### Exercise aim
Line filter on the word "OceanSurface": copy each matching line from the entries.

** Opening Data to examine block **

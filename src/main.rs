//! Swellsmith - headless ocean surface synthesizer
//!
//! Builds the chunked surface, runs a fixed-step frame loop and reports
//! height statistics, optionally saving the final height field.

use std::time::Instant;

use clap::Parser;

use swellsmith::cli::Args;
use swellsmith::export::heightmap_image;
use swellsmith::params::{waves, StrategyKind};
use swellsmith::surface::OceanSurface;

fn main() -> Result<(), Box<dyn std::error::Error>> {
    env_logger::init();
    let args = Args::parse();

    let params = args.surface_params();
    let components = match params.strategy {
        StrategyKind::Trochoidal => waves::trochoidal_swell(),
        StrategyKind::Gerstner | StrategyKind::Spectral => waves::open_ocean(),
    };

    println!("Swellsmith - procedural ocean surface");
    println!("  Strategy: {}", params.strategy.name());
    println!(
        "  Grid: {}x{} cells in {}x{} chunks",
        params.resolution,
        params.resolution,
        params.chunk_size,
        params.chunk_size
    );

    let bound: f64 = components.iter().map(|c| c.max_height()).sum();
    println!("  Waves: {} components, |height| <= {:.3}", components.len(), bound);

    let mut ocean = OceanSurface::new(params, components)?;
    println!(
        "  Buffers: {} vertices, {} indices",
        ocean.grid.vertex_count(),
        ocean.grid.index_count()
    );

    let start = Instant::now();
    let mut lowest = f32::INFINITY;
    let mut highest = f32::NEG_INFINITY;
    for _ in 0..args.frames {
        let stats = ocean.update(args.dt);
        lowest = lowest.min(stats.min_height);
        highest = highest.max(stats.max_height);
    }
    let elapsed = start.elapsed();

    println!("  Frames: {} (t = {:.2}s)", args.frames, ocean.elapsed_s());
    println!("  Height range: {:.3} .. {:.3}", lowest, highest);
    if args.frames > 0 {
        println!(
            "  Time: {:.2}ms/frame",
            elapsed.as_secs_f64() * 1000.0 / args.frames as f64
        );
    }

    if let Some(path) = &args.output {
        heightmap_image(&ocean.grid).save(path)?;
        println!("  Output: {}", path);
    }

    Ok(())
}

** Closing Data to examine block **

### Output of the task
use swellsmith::surface::OceanSurface;
    let mut ocean = OceanSurface::new(params, components)?;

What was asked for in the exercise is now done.